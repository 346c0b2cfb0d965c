//! Periodic task loops.
//!
//! One loop per [`TaskKind`], each on its own `tokio::time::interval`. A loop
//! awaits every run before waiting for the next tick, and missed ticks are
//! skipped, so a slow run delays its task instead of queueing a burst.
//! Cancellation is checked between runs only.

use std::sync::Arc;
use std::time::Duration;

use tokio::task::JoinSet;
use tokio::time::MissedTickBehavior;
use tokio_util::sync::CancellationToken;
use tracing::{debug, error, info};

use crate::orchestrator::{Orchestrator, SyncError, TaskKind};

/// Runs every task at its interval until `shutdown` is cancelled.
#[derive(Debug)]
pub struct Scheduler {
    orchestrator: Arc<Orchestrator>,
    intervals: Vec<(TaskKind, Duration)>,
}

impl Scheduler {
    /// Creates a scheduler; `interval` gives the period of each task.
    pub fn new(orchestrator: Arc<Orchestrator>, interval: impl Fn(TaskKind) -> Duration) -> Self {
        let intervals = TaskKind::ALL
            .into_iter()
            .map(|kind| (kind, interval(kind)))
            .collect();
        Self {
            orchestrator,
            intervals,
        }
    }

    /// Spawns the loops and waits for all of them to stop.
    pub async fn run(self, shutdown: CancellationToken) {
        let mut loops = JoinSet::new();
        for (kind, period) in self.intervals {
            let orchestrator = Arc::clone(&self.orchestrator);
            let shutdown = shutdown.clone();
            loops.spawn(task_loop(orchestrator, kind, period, shutdown));
        }
        info!(tasks = loops.len(), "scheduler started");

        while let Some(joined) = loops.join_next().await {
            if let Err(e) = joined {
                error!(error = %e, "task loop aborted");
            }
        }
        info!("scheduler stopped");
    }
}

async fn task_loop(
    orchestrator: Arc<Orchestrator>,
    kind: TaskKind,
    period: Duration,
    shutdown: CancellationToken,
) {
    let mut ticker = tokio::time::interval(period);
    ticker.set_missed_tick_behavior(MissedTickBehavior::Skip);
    debug!(task = %kind, ?period, "task loop started");

    loop {
        tokio::select! {
            _ = shutdown.cancelled() => break,
            _ = ticker.tick() => {}
        }

        match orchestrator.trigger(kind).await {
            Ok(report) => debug!(task = %kind, ?report, "task run finished"),
            Err(SyncError::Busy(_)) => debug!(task = %kind, "previous run still in progress"),
            Err(e) => error!(task = %kind, error = %e, "task run failed"),
        }
    }
    debug!(task = %kind, "task loop stopped");
}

Goal of the exercise: Every entry needs to be copied exactly as it was written.

Solved exercise:
repository 346c0b2cfb0d965c
//! Periodic task loops.
//!
//! One loop per [`TaskKind`], each on its own `tokio::time::interval`. A loop
//! awaits every run before waiting for the next tick, and missed ticks are
//! skipped, so a slow run delays its task instead of queueing a burst.
//! Cancellation is checked between runs only.

use std::sync::Arc;
use std::time::Duration;

use tokio::task::JoinSet;
use tokio::time::MissedTickBehavior;
use tokio_util::sync::CancellationToken;
use tracing::{debug, error, info};

use crate::orchestrator::{Orchestrator, SyncError, TaskKind};

/// Runs every task at its interval until `shutdown` is cancelled.
#[derive(Debug)]
pub struct Scheduler {
    orchestrator: Arc<Orchestrator>,
    intervals: Vec<(TaskKind, Duration)>,
}

impl Scheduler {
    /// Creates a scheduler; `interval` gives the period of each task.
    pub fn new(orchestrator: Arc<Orchestrator>, interval: impl Fn(TaskKind) -> Duration) -> Self {
        let intervals = TaskKind::ALL
            .into_iter()
            .map(|kind| (kind, interval(kind)))
            .collect();
        Self {
            orchestrator,
            intervals,
        }
    }

    /// Spawns the loops and waits for all of them to stop.
    pub async fn run(self, shutdown: CancellationToken) {
        let mut loops = JoinSet::new();
        for (kind, period) in self.intervals {
            let orchestrator = Arc::clone(&self.orchestrator);
            let shutdown = shutdown.clone();
            loops.spawn(task_loop(orchestrator, kind, period, shutdown));
        }
        info!(tasks = loops.len(), "scheduler started");

        while let Some(joined) = loops.join_next().await {
            if let Err(e) = joined {
                error!(error = %e, "task loop aborted");
            }
        }
        info!("scheduler stopped");
    }
}

async fn task_loop(
    orchestrator: Arc<Orchestrator>,
    kind: TaskKind,
    period: Duration,
    shutdown: CancellationToken,
) {
    let mut ticker = tokio::time::interval(period);
    ticker.set_missed_tick_behavior(MissedTickBehavior::Skip);
    debug!(task = %kind, ?period, "task loop started");

    loop {
        tokio::select! {
            _ = shutdown.cancelled() => break,
            _ = ticker.tick() => {}
        }

        match orchestrator.trigger(kind).await {
            Ok(report) => debug!(task = %kind, ?report, "task run finished"),
            Err(SyncError::Busy(_)) => debug!(task = %kind, "previous run still in progress"),
            Err(e) => error!(task = %kind, error = %e, "task run failed"),
        }
    }
    debug!(task = %kind, "task loop stopped");
}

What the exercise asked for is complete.